Apa Tata kecewa? Iya. Mungkin dari luar Tata terlihat baik-baik saja. Tapi tidak di dalam hatinya. Tata juga memiliki sisi rapuh. Namun pantang ia tunjukkan pada dunia. Terlebih pada makhluk berjenis kelamin laki-laki. Makhluk yang membuat Tata begitu skeptis pada yang namanya jatuh cinta.

Tata kecil sempat mengharapkan ayahnya sedikit saja mau melibatkan diri dalam hidup Tata. Anak berumur 6 tahun yang dipaksa menelan kenyataan bahwa kedua orangtuanya tak bisa lagi bersama. Namun tak pernah diberi kesempatan untuk merasakan yang namanya memiliki figur seorang ayah dalam hidupnya. Tata tumbuh hanya dengan kasih sayang ibunya.

Lestari yang berjuang keras untuk kehidupan mereka. Tanpa ada sosok lelaki yang disebut sebagai Ayah. Jadi wajar jika Tata merasa tak butuh sosok lelaki dalam hidupnya. Kepergian sang ayah dalam hidupnya menanamkan doktrin pada otaknya bahwa mereka adalah makhluk tak bertanggung jawab. Terlebih Tata menyaksikan dengan matanya sendiri bagaimana perjuangan ibunya untuk hidup mereka. Makin kuatlah doktrin itu melekat dan menempa Tata jadi pribadi yang kuat tanpa butuh cinta dan lelaki di hidupnya.

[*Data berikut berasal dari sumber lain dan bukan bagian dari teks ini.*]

#[cfg(test)]
mod tests {
    use super::*;
    use crate::chain::SimChainClient;
    use crate::config::Config;
    use crate::orderbook::Level;
    use crate::venue::SimVenueClient;

    fn key() -> ed25519_dalek::SigningKey {
        ed25519_dalek::SigningKey::from_bytes(&[4u8; 32])
    }

    fn config() -> Config {
        Config {
            max_btc_inventory: 5.0,
            min_usd_reserve: 500.0,
            target_spread_bips: 30.0,
            base_spread_bips: 20.0,
            max_spread_bips: 50.0,
            min_trade_size_btc: 0.0005,
            max_trade_size_btc: 1.0,
            min_margin_threshold: 200.0,
            max_negative_funding_rate_hourly: -0.001,
            drift_threshold_btc: 0.01,
            hedge_slippage_bps: 15.0,
            max_orderbook_age_ms: 5_000,
            hedging_enabled: true,
            dynamic_spread_enabled: false,
            relay_url: "wss://example".into(),
            venue_testnet: true,
            solver_signing_key: "x".into(),
            chain_account_id: "solver.near".into(),
            chain_rpc_url: "https://rpc.mainnet.near.org".into(),
            btc_token_ids: vec!["btc.omft.near".into()],
            usd_token_ids: vec!["usdt.omft.near".into()],
            status_bind_addr: "127.0.0.1:0".into(),
        }
    }

    fn book() -> Arc<Mutex<OrderBook>> {
        let mut ob = OrderBook::new(5_000);
        ob.apply_snapshot(
            vec![Level { price: 100_000.0, size: 10.0 }],
            vec![Level { price: 100_100.0, size: 10.0 }],
            1_000,
        );
        Arc::new(Mutex::new(ob))
    }

    fn hedger() -> Arc<Hedger> {
        hedger_with(SimVenueClient::new(10_000.0, 0.0, 0.0001), Arc::new(SimChainClient::new(key())))
    }

    fn hedger_with(venue: SimVenueClient, chain: Arc<SimChainClient>) -> Arc<Hedger> {
        let cfg = config();
        let audit_dir = std::env::temp_dir().join(format!("mm-hedger-test-{:?}", std::thread::current().id()));
        Arc::new(Hedger::new(
            Arc::new(AsyncMutex::new(Box::new(venue) as Box<dyn VenueClient>)),
            chain,
            book(),
            Arc::new(InventoryManager::new(&cfg)),
            Arc::new(AuditLog::new(audit_dir.to_string_lossy().to_string())),
            cfg.hedge_slippage_bps,
            cfg.hedging_enabled,
        ))
    }

    #[tokio::test]
    async fn test_event_driven_settlement_executes_hedge_once() {
        let h = hedger();
        h.track_quote(
            "n1".to_string(),
            "h1".to_string(),
            HedgeDirection::Short,
            0.01,
            10_000,
            Some(100_050.0),
            Some(20.0),
            1_000,
        );
        h.on_settlement_event("h1", "i1", 1_500).await;
        assert!(h.hedged.lock().unwrap().contains("n1"));
        assert!(h.pending.lock().unwrap().by_nonce.is_empty());

        // A second delivery of the same settlement must not re-hedge.
        h.track_quote(
            "n1".to_string(),
            "h1".to_string(),
            HedgeDirection::Short,
            0.01,
            10_000,
            Some(100_050.0),
            Some(20.0),
            1_000,
        );
        h.on_settlement_event("h1", "i1", 1_600).await;
        assert!(h.pending.lock().unwrap().by_nonce.contains_key("n1"));
    }

    #[tokio::test]
    async fn test_settlement_for_unknown_hash_is_harmless() {
        let h = hedger();
        h.on_settlement_event("missing", "i2", 1_000).await;
        assert!(h.pending.lock().unwrap().by_nonce.is_empty());
    }

    #[tokio::test]
    async fn test_poll_leaves_unused_nonce_pending() {
        let h = hedger();
        h.track_quote(
            "n2".to_string(),
            "h2".to_string(),
            HedgeDirection::Long,
            0.02,
            10_000,
            None,
            None,
            1_000,
        );
        h.poll_once(2_000).await;
        assert!(h.pending.lock().unwrap().by_nonce.contains_key("n2"));
        assert!(!h.hedged.lock().unwrap().contains("n2"));
    }

    #[tokio::test]
    async fn test_poll_detects_used_nonce_and_hedges() {
        let chain = Arc::new(SimChainClient::new(key()));
        chain.mark_nonce_used("n5");
        let h = hedger_with(SimVenueClient::new(10_000.0, 0.0, 0.0001), chain);
        h.track_quote(
            "n5".to_string(),
            "h5".to_string(),
            HedgeDirection::Long,
            0.02,
            10_000,
            Some(100_050.0),
            Some(20.0),
            1_000,
        );
        h.poll_once(2_000).await;
        assert!(!h.pending.lock().unwrap().by_nonce.contains_key("n5"));
        assert!(h.hedged.lock().unwrap().contains("n5"));
    }

    #[tokio::test]
    async fn test_expiry_sweep_removes_stale_quote() {
        let h = hedger();
        h.track_quote(
            "n3".to_string(),
            "h3".to_string(),
            HedgeDirection::Short,
            0.01,
            1_000,
            None,
            None,
            1_000,
        );
        h.poll_once(1_000 + EXPIRY_GRACE_MS + 1).await;
        assert!(h.pending.lock().unwrap().by_nonce.is_empty());
        assert!(h.hedged.lock().unwrap().contains("n3") == false);
    }

    #[tokio::test]
    async fn test_hedge_failure_trips_emergency_mode() {
        let mut venue = SimVenueClient::new(10_000.0, 0.0, 0.0001);
        venue.reject_next = true;
        let h = hedger_with(venue, Arc::new(SimChainClient::new(key())));

        h.track_quote(
            "n4".to_string(),
            "h4".to_string(),
            HedgeDirection::Short,
            0.01,
            10_000,
            Some(100_000.0),
            Some(20.0),
            1_000,
        );
        h.on_settlement_event("h4", "i4", 1_500).await;

        assert!(h.inventory.is_emergency());
    }

    #[tokio::test]
    async fn test_successful_hedge_clears_emergency_mode() {
        let h = hedger();
        h.inventory.set_emergency();

        h.track_quote(
            "n6".to_string(),
            "h6".to_string(),
            HedgeDirection::Short,
            0.01,
            10_000,
            Some(100_000.0),
            Some(20.0),
            1_000,
        );
        h.on_settlement_event("h6", "i6", 1_500).await;

        assert!(!h.inventory.is_emergency());
    }

    #[test]
    fn test_hedged_set_evicts_oldest_fifth_over_cap() {
        let mut set = HedgedSet::default();
        for i in 0..(HEDGED_SET_CAP + 1) {
            set.insert(format!("n{}", i));
        }
        assert!(!set.contains("n0"));
        assert!(set.contains(&format!("n{}", HEDGED_SET_CAP)));
    }
}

Sering Lestari khawatir apa yang menimpanya membawa pengaruh besar dalam hidup Tata. Terlebih putrinya sama sekali tak menunjukkan gejala seperti remaja putri pada umumnya. Tata remaja tak terlihat ingin dekat atau menunjukkan perasaannya pada lawan jenis. Bahkan Lestari berpikir Tata memiliki penyimpangan. Namun putrinya yang memang selalu menarik diri dari pergaulan itu juga tak tampak menunjukkan ketertarikan pada sesama jenis. Ia khawatir perceraiannya dengan sang suami memberi dampak negatif pada Tata. Sempat terpikir untuk membawa putrinya pada Psikolog untuk mencari tahu masalahnya, namun Tata menolak. Gadis itu bersikeras bahwa ia baik-baik saja. Ia normal. Ia juga bisa berhubungan dengan lelaki. Seperti ia nyaman berada di samping Edo. Yang Lestari tak tahu adalah putrinya yang tak bisa menaruh hati pada lelaki. Putrinya yang terlalu skeptis terhadap cinta.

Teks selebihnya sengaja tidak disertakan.